> [THE PROBLEM]
Locate each line below that includes "reset" and reproduce it.

━━ LISTED ENTRIES ━━

//! Species name resolution.
//!
//! Maps a canonical species name to the GEOS-Chem tracers that must be
//! summed to reconstruct it, and to the matching MUMBA field / data file.
//! The tables are fixed; unknown species fall through to sensible defaults
//! and it is the loaders' job to decide whether that is an error.

use crate::error::{MumbaError, Result};

/// The four MUMBA data files the toolkit knows about.
pub const MUMBA_FILES: [&str; 4] = [
    "MUMBA_PTRMS_2012-12-21_2013-02-15.tab",
    "MUMBA_NOx_UOW_2012-11-21_2013-02-15.tab",
    "MUMBA_O3_2012-12-21_2013-02-15.tab",
    "MUMBA_MET_2012-12-21_2013-01-25.tab",
];

/// Converts a grouped species name to the list of GEOS-Chem tracer names
/// that sum to it. Species without an aggregation rule resolve to
/// themselves.
pub fn model_constituents(name: &str) -> Vec<String> {
    let tracers: &[&str] = match name.to_uppercase().as_str() {
        "MONOT" => &["MTPA", "LIMO", "MTPO"],
        "MVK_MACR" => &["MVK", "MACR"],
        "NOX" => &["NO", "NO2"],
        "SOA" => &[
            "SOAS", "SOAIE", "SOAME", "SOAGX", "SOAMG", "LVOCOA", "ISN1OA", "IONITA", "MONITA",
        ],
        _ => return vec![name.to_string()],
    };

    tracers.iter().map(|t| t.to_string()).collect()
}

/// Converts a GEOS-Chem species name to the matching MUMBA column label.
/// Unmapped names pass through unchanged.
pub fn obs_field(name: &str) -> String {
    match name.to_uppercase().as_str() {
        "CH2O" => "HCHO [ppbv]",
        "MOH" => "CH4O [ppbv]",
        "ALD2" => "Acetaldehyde [ppbv]",
        "ACET" => "Acetone [ppbv]",
        "ISOP" => "C5H8 [ppbv]",
        "MVK_MACR" => "Methacrolein + methyl vinyl ketone [ppbv]",
        "BENZ" => "C6H6 [ppbv]",
        "TOLU" => "C6H5CH3 [ppbv]",
        "MONOT" => "Monoterpenes [ppbv]",
        "NO" => "NO [ppbv]",
        "NO2" => "NO2 [ppbv]",
        "O3" => "O3 [ppbv] (mean of hourly O3 concentration)",
        "TMPU" => "TTT [C]",
        _ => return name.to_string(),
    }
    .to_string()
}

/// Picks the MUMBA data file holding a species, or `None` for species the
/// campaign did not measure.
pub fn obs_file(name: &str) -> Option<&'static str> {
    let fname = match name.to_uppercase().as_str() {
        "CH2O" | "MOH" | "ALD2" | "ACET" | "ISOP" | "MVK_MACR" | "BENZ" | "TOLU" | "MONOT" => {
            MUMBA_FILES[0]
        }
        "NO" | "NO2" | "NOX" => MUMBA_FILES[1],
        "O3" => MUMBA_FILES[2],
        "TMPU" => MUMBA_FILES[3],
        _ => return None,
    };

    Some(fname)
}

/// Number of lines preceding the header row in a MUMBA file. The headers
/// are human-edited and of fixed, known length per file; a file that is
/// mapped but missing here is a maintenance bug in these tables.
pub fn header_rows(fname: &str) -> Result<usize> {
    match fname {
        "MUMBA_PTRMS_2012-12-21_2013-02-15.tab" => Ok(25),
        "MUMBA_NOx_UOW_2012-11-21_2013-02-15.tab" => Ok(18),
        "MUMBA_O3_2012-12-21_2013-02-15.tab" => Ok(20),
        "MUMBA_MET_2012-12-21_2013-01-25.tab" => Ok(18),
        _ => Err(MumbaError::Configuration(format!(
            "no header offset known for MUMBA file {fname}"
        ))),
    }
}

// -- Tests -------------------------------------------------------------------
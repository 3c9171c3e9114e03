use anyhow::{Context, Result, anyhow, bail};
use chrono::NaiveDate;
use clap::{Parser, Subcommand};
use inquire::{CustomType, Select, Text};
use meteo_core::{
    Config, DetailView, LocationCandidate, OpenMeteoClient, PanelKind, Workflow,
    client_from_config,
};

use crate::{
    app::{App, prompt},
    render,
};

/// Top-level CLI struct.
#[derive(Debug, Parser)]
#[command(name = "meteo", version, about = "Open-Meteo dashboard in the terminal")]
pub struct Cli {
    /// Log debug output to stderr (overrides RUST_LOG).
    #[arg(short, long, global = true)]
    pub verbose: bool,

    #[command(subcommand)]
    pub command: Command,
}

#[derive(Debug, Subcommand)]
pub enum Command {
    /// Search for a location and list every match.
    Search {
        /// Place name, e.g. "London" or "Bergen".
        query: String,
    },

    /// Show one panel's data for a location.
    Show {
        /// Panel name: geocoding, marine, weather, air-quality, radiation,
        /// elevation, flood or climate.
        panel: String,

        /// Place name to search for.
        query: String,

        /// Take the Nth match (1-based) instead of prompting.
        #[arg(long)]
        pick: Option<usize>,

        /// Also print an OpenStreetMap link for the location.
        #[arg(long)]
        map: bool,

        /// First day of the climate projection (YYYY-MM-DD).
        #[arg(long)]
        start: Option<NaiveDate>,

        /// Last day of the climate projection (YYYY-MM-DD).
        #[arg(long)]
        end: Option<NaiveDate>,
    },

    /// Interactive dashboard across all panels.
    Browse,

    /// Edit search language, result count and default panel.
    Configure,
}

impl Cli {
    pub async fn run(self) -> Result<()> {
        let mut config = Config::load().context("Failed to load configuration")?;

        match self.command {
            Command::Configure => configure(config),
            Command::Search { query } => {
                let client = client_from_config(&config)?;
                search(&client, &query).await
            }
            Command::Show { panel, query, pick, map, start, end } => {
                let panel = PanelKind::try_from(panel.as_str())?;
                if let Some(start) = start {
                    config.climate.start_date = start;
                }
                if let Some(end) = end {
                    config.climate.end_date = end;
                }
                let client = client_from_config(&config)?;
                show(&client, panel, &query, pick, map).await
            }
            Command::Browse => {
                let panel = config.default_panel_kind()?.unwrap_or_default();
                let client = client_from_config(&config)?;
                let climate = client.config().climate.clone();
                App::new(client, climate, panel).run().await
            }
        }
    }
}

async fn search(client: &OpenMeteoClient, query: &str) -> Result<()> {
    let mut workflow: Workflow<LocationCandidate> = Workflow::new();
    if !workflow.submit(client, query).await {
        bail!("Please enter a location to search for");
    }
    if let Some(error) = workflow.error() {
        bail!("{error}");
    }

    let candidates = workflow.candidates();
    println!("{}", render::candidates(candidates));
    for candidate in candidates {
        println!("\n{}", render::detail(&DetailView::for_location(candidate), true));
    }
    Ok(())
}

async fn show(
    client: &OpenMeteoClient,
    panel: PanelKind,
    query: &str,
    pick: Option<usize>,
    map: bool,
) -> Result<()> {
    let mut app = App::new(client.clone(), client.config().climate.clone(), panel);

    if !app.search(query).await {
        bail!("Please enter a location to search for");
    }
    if let Some(error) = app.error() {
        bail!("{error}");
    }

    let candidate = choose(app.candidates(), pick)?;
    app.select(candidate).await;

    let view = app
        .detail_view()
        .ok_or_else(|| anyhow!("No detail was loaded for '{query}'"))?;
    println!("{}", render::detail(&view, map));
    Ok(())
}

/// Pick the Nth candidate, the only one, or ask.
fn choose(candidates: &[LocationCandidate], pick: Option<usize>) -> Result<LocationCandidate> {
    match (pick, candidates) {
        (_, []) => bail!("No locations found. Try a different spelling or a nearby larger place."),
        (Some(n), _) => candidates.get(n.wrapping_sub(1)).cloned().with_context(|| {
            format!("--pick {n} is out of range; there are {} matches", candidates.len())
        }),
        (None, [only]) => Ok(only.clone()),
        (None, _) => prompt(Select::new("Pick a location:", candidates.to_vec()).prompt())?
            .ok_or_else(|| anyhow!("No location picked")),
    }
}

fn configure(mut config: Config) -> Result<()> {
    let Some(language) = prompt(
        Text::new("Language for place names:")
            .with_default(&config.search.language)
            .prompt(),
    )?
    else {
        return Ok(());
    };

    let Some(count) = prompt(
        CustomType::<u8>::new("Number of search results (1-100):")
            .with_default(config.search.count)
            .prompt(),
    )?
    else {
        return Ok(());
    };

    let panels = PanelKind::all();
    let current = config.default_panel_kind()?.unwrap_or_default();
    let cursor = panels.iter().position(|p| *p == current).unwrap_or(0);
    let Some(panel) = prompt(
        Select::new("Default panel:", panels)
            .with_starting_cursor(cursor)
            .prompt(),
    )?
    else {
        return Ok(());
    };

    config.search.language = language.trim().to_string();
    config.search.count = count;
    config.set_default_panel(panel);
    config.validate().context("Configuration not saved")?;
    config.save()?;

    println!("Saved to {}", Config::config_file_path()?.display());
    Ok(())
}
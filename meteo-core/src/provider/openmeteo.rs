use anyhow::Context;
use async_trait::async_trait;
use reqwest::Client;
use serde::Deserialize;
use tracing::{debug, instrument, warn};

use crate::{
    Config, DomainQuery, DomainResult, LocationCandidate, NetworkError,
    provider::{
        Endpoint, FeatureFetcher, LocationResolver,
        endpoints::{self, GEOCODING},
    },
};

/// Client for the public Open-Meteo APIs. No API key is needed.
#[derive(Debug, Clone)]
pub struct OpenMeteoClient {
    http: Client,
    config: Config,
}

impl OpenMeteoClient {
    pub fn new(config: Config) -> anyhow::Result<Self> {
        let http = Client::builder()
            .user_agent(concat!("meteo/", env!("CARGO_PKG_VERSION")))
            .build()
            .context("Failed to build HTTP client")?;

        Ok(Self { http, config })
    }

    pub fn with_defaults() -> anyhow::Result<Self> {
        Self::new(Config::default())
    }

    pub fn config(&self) -> &Config {
        &self.config
    }

    fn url(&self, endpoint: &Endpoint) -> String {
        format!(
            "{}{}",
            self.config.endpoints.base_url(endpoint.host),
            endpoint.path
        )
    }

    fn search_params(&self, query: &str) -> Vec<(&'static str, String)> {
        let mut params = vec![
            ("name", query.to_string()),
            ("count", self.config.search.count.to_string()),
            ("language", self.config.search.language.clone()),
        ];
        params.extend(GEOCODING.params.iter().map(|(k, v)| (*k, v.to_string())));
        params
    }

    fn feature_params(&self, query: &DomainQuery) -> Vec<(&'static str, String)> {
        endpoints::request_params(query, &self.config.climate)
    }

    /// Send a GET and return the body of a successful response.
    async fn get(
        &self,
        name: &'static str,
        url: &str,
        params: &[(&'static str, String)],
    ) -> Result<String, NetworkError> {
        debug!(url = %url, ?params, "Sending {name} request");

        let res = self
            .http
            .get(url)
            .query(params)
            .send()
            .await
            .map_err(|source| NetworkError::Transport { endpoint: name, source })?;

        let status = res.status();
        let body = res
            .text()
            .await
            .map_err(|source| NetworkError::Transport { endpoint: name, source })?;

        if !status.is_success() {
            let err = NetworkError::from_status(name, status, &body);
            warn!(%status, reason = %err.reason(), "{name} request failed");
            return Err(err);
        }

        Ok(body)
    }
}

#[derive(Debug, Deserialize)]
struct GeocodingResponse {
    // Absent when nothing matched.
    #[serde(default)]
    results: Vec<LocationCandidate>,
}

#[async_trait]
impl LocationResolver for OpenMeteoClient {
    #[instrument(skip(self))]
    async fn search(&self, query: &str) -> Result<Vec<LocationCandidate>, NetworkError> {
        let query = query.trim();
        if query.is_empty() {
            debug!("Empty query, skipping geocoding request");
            return Ok(Vec::new());
        }

        let url = self.url(&GEOCODING);
        let body = self.get("geocoding", &url, &self.search_params(query)).await?;

        let parsed: GeocodingResponse = serde_json::from_str(&body)
            .map_err(|e| NetworkError::decode("geocoding", e.to_string()))?;

        debug!(count = parsed.results.len(), "Geocoding returned candidates");
        Ok(parsed.results)
    }
}

#[async_trait]
impl FeatureFetcher for OpenMeteoClient {
    #[instrument(skip(self), fields(kind = %query.kind, lat = query.latitude, lon = query.longitude))]
    async fn fetch(&self, query: &DomainQuery) -> Result<DomainResult, NetworkError> {
        let endpoint = query.kind.endpoint();
        let url = self.url(&endpoint);
        let body = self
            .get(query.kind.as_str(), &url, &self.feature_params(query))
            .await?;

        DomainResult::decode(query.kind, &body).inspect_err(|e| {
            warn!(error = %e, "Discarding undecodable {} response", query.kind);
        })
    }
}
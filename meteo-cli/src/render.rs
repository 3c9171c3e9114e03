//! Plain-text rendering of candidate lists and detail views.

use meteo_core::{
    DetailView, LocationCandidate,
    model::Series,
    view::{Chart, NO_DATA},
};

const SPARK: [char; 8] = ['▁', '▂', '▃', '▄', '▅', '▆', '▇', '█'];

/// Widest sparkline drawn; longer series are averaged into buckets.
const CHART_WIDTH: usize = 60;

pub fn candidates(list: &[LocationCandidate]) -> String {
    if list.is_empty() {
        return "No locations found.".to_string();
    }

    list.iter()
        .enumerate()
        .map(|(i, c)| format!("{:>3}. {}", i + 1, c.label()))
        .collect::<Vec<_>>()
        .join("\n")
}

pub fn detail(view: &DetailView, show_map: bool) -> String {
    let mut lines = vec![view.title.clone(), "=".repeat(view.title.chars().count())];

    if let Some(notice) = &view.notice {
        lines.push(notice.clone());
    }
    if let Some(reason) = &view.reason {
        lines.push(format!("  {reason}"));
    }

    let width = view
        .cards
        .iter()
        .map(|c| c.label.chars().count())
        .max()
        .unwrap_or(0);
    for card in &view.cards {
        lines.push(format!("  {:<width$}  {}", card.label, card.display_value()));
    }

    if let Some(chart) = &view.chart {
        lines.push(String::new());
        lines.extend(chart_lines(chart));
    }

    if let Some(url) = &view.docs_url {
        lines.push(String::new());
        lines.push(format!("Docs: {url}"));
    }
    if show_map {
        lines.push(format!("Map:  {}", view.marker.osm_url()));
    }

    lines.join("\n")
}

fn chart_lines(chart: &Chart) -> Vec<String> {
    let mut lines = vec![format!("{} ({} by {})", chart.title, chart.y_title, chart.x_title)];

    if let (Some(first), Some(last)) = (chart.labels.first(), chart.labels.last()) {
        lines.push(format!("  {first} .. {last} ({} points)", chart.labels.len()));
    }

    let width = chart
        .datasets
        .iter()
        .map(|d| d.label.chars().count())
        .max()
        .unwrap_or(0);

    for dataset in &chart.datasets {
        let line = match (sparkline(&dataset.values, CHART_WIDTH), range(&dataset.values)) {
            (Some(spark), Some((min, max))) => format!("{spark}  min {min:.2}  max {max:.2}"),
            _ => NO_DATA.to_string(),
        };
        lines.push(format!("  {:<width$}  {line}", dataset.label));
    }

    lines
}

fn range(values: &Series) -> Option<(f64, f64)> {
    values.iter().flatten().fold(None, |acc, &v| match acc {
        None => Some((v, v)),
        Some((min, max)) => Some((min.min(v), max.max(v))),
    })
}

/// Bar per value (or bucket of values); gaps are drawn as spaces.
pub fn sparkline(values: &Series, max_width: usize) -> Option<String> {
    let (min, max) = range(values)?;

    let bucket = values.len().div_ceil(max_width.max(1)).max(1);
    let spark = values
        .chunks(bucket)
        .map(|chunk| {
            let present: Vec<f64> = chunk.iter().flatten().copied().collect();
            if present.is_empty() {
                return ' ';
            }
            let mean = present.iter().sum::<f64>() / present.len() as f64;
            if max == min {
                return SPARK[0];
            }
            let step = ((mean - min) / (max - min) * (SPARK.len() - 1) as f64).round() as usize;
            SPARK[step.min(SPARK.len() - 1)]
        })
        .collect();

    Some(spark)
}
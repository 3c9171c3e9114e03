//! Interactive dashboard: one search-then-select workflow per panel and the
//! navigation between them.

use std::{collections::HashMap, fmt};

use anyhow::Result;
use inquire::{InquireError, Select, Text};
use meteo_core::{
    DetailView, DomainResult, FeatureFetcher, FeatureKind, LocationCandidate, LocationResolver,
    PanelKind, Workflow, config::ClimateConfig,
};
use tracing::debug;

use crate::render;

pub struct App<C> {
    client: C,
    climate: ClimateConfig,
    active: PanelKind,
    geocoding: Workflow<LocationCandidate>,
    features: HashMap<FeatureKind, Workflow<DomainResult>>,
}

impl<C> App<C>
where
    C: LocationResolver + FeatureFetcher,
{
    pub fn new(client: C, climate: ClimateConfig, active: PanelKind) -> Self {
        Self {
            client,
            climate,
            active,
            geocoding: Workflow::new(),
            features: FeatureKind::all().iter().map(|k| (*k, Workflow::new())).collect(),
        }
    }

    pub fn active(&self) -> PanelKind {
        self.active
    }

    /// Panels keep their own search state while inactive.
    pub fn switch_panel(&mut self, panel: PanelKind) {
        debug!(from = %self.active.as_str(), to = %panel.as_str(), "Switching panel");
        self.active = panel;
    }

    fn feature(&mut self, kind: FeatureKind) -> &mut Workflow<DomainResult> {
        self.features.entry(kind).or_default()
    }

    pub async fn search(&mut self, query: &str) -> bool {
        match self.active {
            PanelKind::Geocoding => self.geocoding.submit(&self.client, query).await,
            PanelKind::Feature(kind) => {
                let workflow = self.features.entry(kind).or_default();
                workflow.submit(&self.client, query).await
            }
        }
    }

    pub async fn select(&mut self, candidate: LocationCandidate) -> bool {
        match self.active {
            PanelKind::Geocoding => self.geocoding.select_candidate(candidate),
            PanelKind::Feature(kind) => {
                let workflow = self.features.entry(kind).or_default();
                workflow.select(&self.client, kind, candidate).await
            }
        }
    }

    pub fn back_to_results(&mut self) -> bool {
        match self.active {
            PanelKind::Geocoding => self.geocoding.back(),
            PanelKind::Feature(kind) => self.feature(kind).back(),
        }
    }

    pub fn reset(&mut self) {
        match self.active {
            PanelKind::Geocoding => self.geocoding.reset(),
            PanelKind::Feature(kind) => self.feature(kind).reset(),
        }
    }

    pub fn candidates(&self) -> &[LocationCandidate] {
        match self.active {
            PanelKind::Geocoding => self.geocoding.candidates(),
            PanelKind::Feature(kind) => self
                .features
                .get(&kind)
                .map(Workflow::candidates)
                .unwrap_or_default(),
        }
    }

    pub fn selected(&self) -> Option<&LocationCandidate> {
        match self.active {
            PanelKind::Geocoding => self.geocoding.selected(),
            PanelKind::Feature(kind) => self.features.get(&kind).and_then(|w| w.selected()),
        }
    }

    pub fn error(&self) -> Option<&str> {
        match self.active {
            PanelKind::Geocoding => self.geocoding.error(),
            PanelKind::Feature(kind) => self.features.get(&kind).and_then(|w| w.error()),
        }
    }

    /// Detail of the active panel, once its fetch has finished.
    pub fn detail_view(&self) -> Option<DetailView> {
        match self.active {
            PanelKind::Geocoding => self
                .geocoding
                .detail()
                .and_then(|d| d.loaded())
                .map(DetailView::for_location),
            PanelKind::Feature(kind) => {
                let workflow = self.features.get(&kind)?;
                let selected = workflow.selected()?;
                let detail = workflow.detail()?;
                Some(DetailView::for_feature(kind, selected, detail, &self.climate))
            }
        }
    }

    fn actions(&self) -> Vec<Action> {
        let mut actions = vec![Action::Search];
        if !self.candidates().is_empty() {
            actions.push(Action::Pick);
        }
        if self.detail_view().is_some() {
            actions.push(Action::BackToResults);
        }
        if !self.candidates().is_empty() {
            actions.push(Action::ReturnToSearch);
        }
        if self.selected().is_some() {
            actions.push(Action::Locate);
        }
        actions.extend([Action::SwitchPanel, Action::Quit]);
        actions
    }

    /// Prompt loop; Esc or Ctrl-C at any prompt quits.
    pub async fn run(mut self) -> Result<()> {
        loop {
            println!("\n## {}\n", self.active.title());
            if let Some(view) = self.detail_view() {
                println!("{}", render::detail(&view, false));
            } else if !self.candidates().is_empty() {
                println!("{}", render::candidates(self.candidates()));
            } else if let Some(error) = self.error() {
                println!("{error}");
            }
            println!();

            let Some(action) = prompt(Select::new("What next?", self.actions()).prompt())? else {
                break;
            };

            match action {
                Action::Search => {
                    let Some(query) = prompt(Text::new("Location:").prompt())? else {
                        break;
                    };
                    let searched = self.search(&query).await;
                    if searched && self.candidates().is_empty() && self.error().is_none() {
                        println!("No locations found for '{}'.", query.trim());
                    }
                }
                Action::Pick => {
                    let options = self.candidates().to_vec();
                    let Some(candidate) = prompt(Select::new("Pick a location:", options).prompt())?
                    else {
                        break;
                    };
                    self.select(candidate).await;
                }
                Action::BackToResults => {
                    self.back_to_results();
                }
                Action::ReturnToSearch => self.reset(),
                Action::Locate => {
                    if let Some(view) = self.detail_view() {
                        println!("{}: {}", view.marker.label, view.marker.osm_url());
                    }
                }
                Action::SwitchPanel => {
                    let panels = PanelKind::all();
                    let cursor = panels.iter().position(|p| *p == self.active).unwrap_or(0);
                    let Some(panel) = prompt(
                        Select::new("Panel:", panels)
                            .with_starting_cursor(cursor)
                            .prompt(),
                    )?
                    else {
                        break;
                    };
                    self.switch_panel(panel);
                }
                Action::Quit => break,
            }
        }

        Ok(())
    }
}

/// `None` when the user backed out of the prompt.
pub fn prompt<T>(answer: Result<T, InquireError>) -> Result<Option<T>> {
    match answer {
        Ok(value) => Ok(Some(value)),
        Err(InquireError::OperationCanceled | InquireError::OperationInterrupted) => Ok(None),
        Err(e) => Err(e.into()),
    }
}

#[derive(Debug, Clone, Copy, PartialEq, Eq)]
enum Action {
    Search,
    Pick,
    BackToResults,
    ReturnToSearch,
    Locate,
    SwitchPanel,
    Quit,
}

impl fmt::Display for Action {
    fn fmt(&self, f: &mut fmt::Formatter<'_>) -> fmt::Result {
        f.write_str(match self {
            Action::Search => "Search",
            Action::Pick => "Pick a location",
            Action::BackToResults => "Back to results",
            Action::ReturnToSearch => "Return to search",
            Action::Locate => "Locate in map",
            Action::SwitchPanel => "Switch panel",
            Action::Quit => "Quit",
        })
    }
}
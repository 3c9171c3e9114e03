use reqwest::StatusCode;
use serde::Deserialize;
use thiserror::Error;

/// Failure of a single request against an Open-Meteo endpoint.
///
/// Every failure a user action can run into is one of these: the request
/// never completed, the server answered with a non-success status, or the
/// body could not be decoded into the expected shape.
#[derive(Debug, Error)]
pub enum NetworkError {
    #[error("{endpoint} request failed: {source}")]
    Transport {
        endpoint: &'static str,
        #[source]
        source: reqwest::Error,
    },

    #[error("{endpoint} request failed with status {status}: {reason}")]
    Status {
        endpoint: &'static str,
        status: StatusCode,
        reason: String,
    },

    #[error("failed to decode {endpoint} response: {detail}")]
    Decode {
        endpoint: &'static str,
        detail: String,
    },
}

impl NetworkError {
    /// Short human-readable reason, suitable for showing next to a form.
    pub fn reason(&self) -> String {
        match self {
            NetworkError::Transport { source, .. } => source.to_string(),
            NetworkError::Status { reason, .. } => reason.clone(),
            NetworkError::Decode { detail, .. } => detail.clone(),
        }
    }

    pub fn endpoint(&self) -> &'static str {
        match self {
            NetworkError::Transport { endpoint, .. }
            | NetworkError::Status { endpoint, .. }
            | NetworkError::Decode { endpoint, .. } => endpoint,
        }
    }

    pub(crate) fn decode(endpoint: &'static str, detail: impl Into<String>) -> Self {
        NetworkError::Decode { endpoint, detail: detail.into() }
    }

    /// Build a `Status` error from a failed response body.
    ///
    /// Open-Meteo answers errors with `{"error": true, "reason": "..."}`; when
    /// the body has no usable reason the generic message is used instead.
    pub(crate) fn from_status(endpoint: &'static str, status: StatusCode, body: &str) -> Self {
        let reason = serde_json::from_str::<ApiErrorBody>(body)
            .ok()
            .and_then(|b| b.reason)
            .filter(|r| !r.trim().is_empty())
            .unwrap_or_else(|| {
                let body = truncate_body(body);
                if body.is_empty() {
                    format!("Failed to fetch {endpoint} data from Open-Meteo API")
                } else {
                    format!("Failed to fetch {endpoint} data from Open-Meteo API ({body})")
                }
            });

        NetworkError::Status { endpoint, status, reason }
    }
}

#[derive(Debug, Deserialize)]
struct ApiErrorBody {
    #[serde(default)]
    reason: Option<String>,
}

fn truncate_body(body: &str) -> String {
    const MAX: usize = 200;
    let body = body.trim();
    match body.char_indices().nth(MAX) {
        Some((idx, _)) => format!("{}...", &body[..idx]),
        None => body.to_string(),
    }
}
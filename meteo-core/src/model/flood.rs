use serde::{Deserialize, Serialize};

use super::{GridPoint, Series, Units, check_aligned};

/// River discharge forecast with ensemble statistics.
#[derive(Debug, Clone, PartialEq, Serialize, Deserialize)]
pub struct FloodForecast {
    #[serde(flatten)]
    pub grid: GridPoint,
    #[serde(default)]
    pub daily: Option<FloodDaily>,
    #[serde(default)]
    pub daily_units: Units,
}

/// Discharge values are in m³/s.
#[derive(Debug, Clone, PartialEq, Serialize, Deserialize)]
pub struct FloodDaily {
    pub time: Vec<String>,
    #[serde(default)]
    pub river_discharge: Option<Series>,
    #[serde(default)]
    pub river_discharge_mean: Option<Series>,
    #[serde(default)]
    pub river_discharge_median: Option<Series>,
    #[serde(default)]
    pub river_discharge_max: Option<Series>,
    #[serde(default)]
    pub river_discharge_min: Option<Series>,
    #[serde(default)]
    pub river_discharge_p25: Option<Series>,
    #[serde(default)]
    pub river_discharge_p75: Option<Series>,
}

impl FloodDaily {
    /// All discharge columns in display order, paired with their field names.
    pub fn columns(&self) -> [(&'static str, Option<&Series>); 7] {
        [
            ("river_discharge", self.river_discharge.as_ref()),
            ("river_discharge_mean", self.river_discharge_mean.as_ref()),
            ("river_discharge_median", self.river_discharge_median.as_ref()),
            ("river_discharge_max", self.river_discharge_max.as_ref()),
            ("river_discharge_min", self.river_discharge_min.as_ref()),
            ("river_discharge_p25", self.river_discharge_p25.as_ref()),
            ("river_discharge_p75", self.river_discharge_p75.as_ref()),
        ]
    }
}

impl FloodForecast {
    pub(crate) fn check(&self) -> Result<(), String> {
        let Some(d) = &self.daily else { return Ok(()) };
        check_aligned("daily", &d.time, &d.columns())
    }
}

━━━

> [TASK RESULT]
    pub fn reset(&mut self) {
            PanelKind::Geocoding => self.geocoding.reset(),
            PanelKind::Feature(kind) => self.feature(kind).reset(),
                Action::ReturnToSearch => self.reset(),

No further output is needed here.